• RECORDS SHOWN
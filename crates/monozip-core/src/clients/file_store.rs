//! Client rules persisted as a single JSON array on local disk.
//!
//! Every operation reads the whole file and every mutation rewrites it
//! (temp file + rename). A per-store mutex spans each read-modify-write so two
//! requests in the same process cannot both pass the uniqueness check.

use std::collections::HashSet;
use std::path::{Path, PathBuf};

use async_trait::async_trait;
use serde_json::Value;
use tokio::sync::Mutex;
use uuid::Uuid;

use crate::config::StoreBackend;

use super::error::ClientRuleError;
use super::store::{ClientRuleStore, default_rules, find_conflict, generate_key};
use super::types::{ClientRule, ClientRuleDraft, InsertOutcome};

pub struct JsonFileClientRuleStore {
    path: PathBuf,
    write_lock: Mutex<()>,
}

impl JsonFileClientRuleStore {
    pub fn new(path: impl Into<PathBuf>) -> Self {
        Self {
            path: path.into(),
            write_lock: Mutex::new(()),
        }
    }

    pub fn path(&self) -> &Path {
        &self.path
    }

    /// Seed the file with the built-in defaults when it does not exist yet.
    async fn ensure_file(&self) -> Result<(), ClientRuleError> {
        let exists = tokio::fs::try_exists(&self.path).await.map_err(|err| {
            ClientRuleError::CorruptStore(format!(
                "cannot inspect {}: {err}",
                self.path.display()
            ))
        })?;
        if exists {
            return Ok(());
        }

        tracing::info!(path = %self.path.display(), "seeding client rule file with defaults");
        self.save(&default_rules()).await
    }

    async fn load(&self) -> Result<Vec<ClientRule>, ClientRuleError> {
        self.ensure_file().await?;

        let text = tokio::fs::read_to_string(&self.path).await.map_err(|err| {
            ClientRuleError::CorruptStore(format!(
                "cannot read {}: {err}",
                self.path.display()
            ))
        })?;

        parse_rules(&text)
    }

    async fn save(&self, rules: &[ClientRule]) -> Result<(), ClientRuleError> {
        if let Some(parent) = self.path.parent() {
            if !parent.as_os_str().is_empty() {
                tokio::fs::create_dir_all(parent).await.map_err(|err| {
                    ClientRuleError::Persistence(format!(
                        "cannot create {}: {err}; check the server's write permissions",
                        parent.display()
                    ))
                })?;
            }
        }

        let payload = serde_json::to_vec_pretty(rules)
            .map_err(|err| ClientRuleError::Persistence(err.to_string()))?;

        let temp_path = self
            .path
            .with_extension(format!("{}.tmp", Uuid::new_v4().simple()));
        tokio::fs::write(&temp_path, payload).await.map_err(|err| {
            ClientRuleError::Persistence(format!(
                "cannot write {}: {err}; check the server's write permissions",
                temp_path.display()
            ))
        })?;

        if let Err(err) = tokio::fs::rename(&temp_path, &self.path).await {
            let _ = tokio::fs::remove_file(&temp_path).await;
            return Err(ClientRuleError::Persistence(format!(
                "cannot replace {}: {err}",
                self.path.display()
            )));
        }

        Ok(())
    }
}

fn parse_rules(text: &str) -> Result<Vec<ClientRule>, ClientRuleError> {
    let value: Value = serde_json::from_str(text)
        .map_err(|err| ClientRuleError::CorruptStore(format!("invalid JSON: {err}")))?;

    if !value.is_array() {
        return Err(ClientRuleError::CorruptStore(
            "expected a JSON array of client rules".to_string(),
        ));
    }

    serde_json::from_value(value)
        .map_err(|err| ClientRuleError::CorruptStore(format!("malformed client rule: {err}")))
}

#[async_trait]
impl ClientRuleStore for JsonFileClientRuleStore {
    fn backend(&self) -> StoreBackend {
        StoreBackend::File
    }

    async fn list(&self) -> Result<Vec<ClientRule>, ClientRuleError> {
        let _guard = self.write_lock.lock().await;
        self.load().await
    }

    async fn get(&self, key: &str) -> Result<Option<ClientRule>, ClientRuleError> {
        let rules = self.list().await?;
        Ok(rules.into_iter().find(|rule| rule.key == key))
    }

    async fn insert(&self, draft: ClientRuleDraft) -> Result<InsertOutcome, ClientRuleError> {
        let _guard = self.write_lock.lock().await;
        let mut rules = self.load().await?;

        if let Some(conflict) = find_conflict(&rules, &draft, None) {
            return Ok(InsertOutcome::Conflict(conflict));
        }

        let existing_keys: HashSet<String> = rules.iter().map(|rule| rule.key.clone()).collect();
        let key = generate_key(&draft.name, &draft.prefix, &existing_keys);
        let rule = draft.into_rule(key);
        rules.push(rule.clone());
        self.save(&rules).await?;

        Ok(InsertOutcome::Created(rule))
    }

    async fn update(
        &self,
        key: &str,
        draft: ClientRuleDraft,
    ) -> Result<ClientRule, ClientRuleError> {
        let _guard = self.write_lock.lock().await;
        let mut rules = self.load().await?;

        let index = rules
            .iter()
            .position(|rule| rule.key == key)
            .ok_or_else(|| ClientRuleError::RuleNotFound(key.to_string()))?;

        if let Some(conflict) = find_conflict(&rules, &draft, Some(key)) {
            return Err(ClientRuleError::DuplicateRule(conflict.message()));
        }

        let target = &mut rules[index];
        target.name = draft.name;
        target.prefix = draft.prefix;
        target.suffix_rule = draft.suffix_rule;
        let updated = target.clone();

        self.save(&rules).await?;
        Ok(updated)
    }

    async fn remove(&self, key: &str) -> Result<ClientRule, ClientRuleError> {
        let _guard = self.write_lock.lock().await;
        let mut rules = self.load().await?;

        let index = rules
            .iter()
            .position(|rule| rule.key == key)
            .ok_or_else(|| ClientRuleError::RuleNotFound(key.to_string()))?;
        let removed = rules.remove(index);

        self.save(&rules).await?;
        Ok(removed)
    }
}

• DIRECTIONS FOR THIS TASK
Type the whole listing again, unaltered.

• EXERCISE RESULT
filename crates/monozip-core/src/clients/file_store.rs
//! Client rules persisted as a single JSON array on local disk.
//!
//! Every operation reads the whole file and every mutation rewrites it
//! (temp file + rename). A per-store mutex spans each read-modify-write so two
//! requests in the same process cannot both pass the uniqueness check.

use std::collections::HashSet;
use std::path::{Path, PathBuf};

use async_trait::async_trait;
use serde_json::Value;
use tokio::sync::Mutex;
use uuid::Uuid;

use crate::config::StoreBackend;

use super::error::ClientRuleError;
use super::store::{ClientRuleStore, default_rules, find_conflict, generate_key};
use super::types::{ClientRule, ClientRuleDraft, InsertOutcome};

pub struct JsonFileClientRuleStore {
    path: PathBuf,
    write_lock: Mutex<()>,
}

impl JsonFileClientRuleStore {
    pub fn new(path: impl Into<PathBuf>) -> Self {
        Self {
            path: path.into(),
            write_lock: Mutex::new(()),
        }
    }

    pub fn path(&self) -> &Path {
        &self.path
    }

    /// Seed the file with the built-in defaults when it does not exist yet.
    async fn ensure_file(&self) -> Result<(), ClientRuleError> {
        let exists = tokio::fs::try_exists(&self.path).await.map_err(|err| {
            ClientRuleError::CorruptStore(format!(
                "cannot inspect {}: {err}",
                self.path.display()
            ))
        })?;
        if exists {
            return Ok(());
        }

        tracing::info!(path = %self.path.display(), "seeding client rule file with defaults");
        self.save(&default_rules()).await
    }

    async fn load(&self) -> Result<Vec<ClientRule>, ClientRuleError> {
        self.ensure_file().await?;

        let text = tokio::fs::read_to_string(&self.path).await.map_err(|err| {
            ClientRuleError::CorruptStore(format!(
                "cannot read {}: {err}",
                self.path.display()
            ))
        })?;

        parse_rules(&text)
    }

    async fn save(&self, rules: &[ClientRule]) -> Result<(), ClientRuleError> {
        if let Some(parent) = self.path.parent() {
            if !parent.as_os_str().is_empty() {
                tokio::fs::create_dir_all(parent).await.map_err(|err| {
                    ClientRuleError::Persistence(format!(
                        "cannot create {}: {err}; check the server's write permissions",
                        parent.display()
                    ))
                })?;
            }
        }

        let payload = serde_json::to_vec_pretty(rules)
            .map_err(|err| ClientRuleError::Persistence(err.to_string()))?;

        let temp_path = self
            .path
            .with_extension(format!("{}.tmp", Uuid::new_v4().simple()));
        tokio::fs::write(&temp_path, payload).await.map_err(|err| {
            ClientRuleError::Persistence(format!(
                "cannot write {}: {err}; check the server's write permissions",
                temp_path.display()
            ))
        })?;

        if let Err(err) = tokio::fs::rename(&temp_path, &self.path).await {
            let _ = tokio::fs::remove_file(&temp_path).await;
            return Err(ClientRuleError::Persistence(format!(
                "cannot replace {}: {err}",
                self.path.display()
            )));
        }

        Ok(())
    }
}

fn parse_rules(text: &str) -> Result<Vec<ClientRule>, ClientRuleError> {
    let value: Value = serde_json::from_str(text)
        .map_err(|err| ClientRuleError::CorruptStore(format!("invalid JSON: {err}")))?;

    if !value.is_array() {
        return Err(ClientRuleError::CorruptStore(
            "expected a JSON array of client rules".to_string(),
        ));
    }

    serde_json::from_value(value)
        .map_err(|err| ClientRuleError::CorruptStore(format!("malformed client rule: {err}")))
}

#[async_trait]
impl ClientRuleStore for JsonFileClientRuleStore {
    fn backend(&self) -> StoreBackend {
        StoreBackend::File
    }

    async fn list(&self) -> Result<Vec<ClientRule>, ClientRuleError> {
        let _guard = self.write_lock.lock().await;
        self.load().await
    }

    async fn get(&self, key: &str) -> Result<Option<ClientRule>, ClientRuleError> {
        let rules = self.list().await?;
        Ok(rules.into_iter().find(|rule| rule.key == key))
    }

    async fn insert(&self, draft: ClientRuleDraft) -> Result<InsertOutcome, ClientRuleError> {
        let _guard = self.write_lock.lock().await;
        let mut rules = self.load().await?;

        if let Some(conflict) = find_conflict(&rules, &draft, None) {
            return Ok(InsertOutcome::Conflict(conflict));
        }

        let existing_keys: HashSet<String> = rules.iter().map(|rule| rule.key.clone()).collect();
        let key = generate_key(&draft.name, &draft.prefix, &existing_keys);
        let rule = draft.into_rule(key);
        rules.push(rule.clone());
        self.save(&rules).await?;

        Ok(InsertOutcome::Created(rule))
    }

    async fn update(
        &self,
        key: &str,
        draft: ClientRuleDraft,
    ) -> Result<ClientRule, ClientRuleError> {
        let _guard = self.write_lock.lock().await;
        let mut rules = self.load().await?;

        let index = rules
            .iter()
            .position(|rule| rule.key == key)
            .ok_or_else(|| ClientRuleError::RuleNotFound(key.to_string()))?;

        if let Some(conflict) = find_conflict(&rules, &draft, Some(key)) {
            return Err(ClientRuleError::DuplicateRule(conflict.message()));
        }

        let target = &mut rules[index];
        target.name = draft.name;
        target.prefix = draft.prefix;
        target.suffix_rule = draft.suffix_rule;
        let updated = target.clone();

        self.save(&rules).await?;
        Ok(updated)
    }

    async fn remove(&self, key: &str) -> Result<ClientRule, ClientRuleError> {
        let _guard = self.write_lock.lock().await;
        let mut rules = self.load().await?;

        let index = rules
            .iter()
            .position(|rule| rule.key == key)
            .ok_or_else(|| ClientRuleError::RuleNotFound(key.to_string()))?;
        let removed = rules.remove(index);

        self.save(&rules).await?;
        Ok(removed)
    }
}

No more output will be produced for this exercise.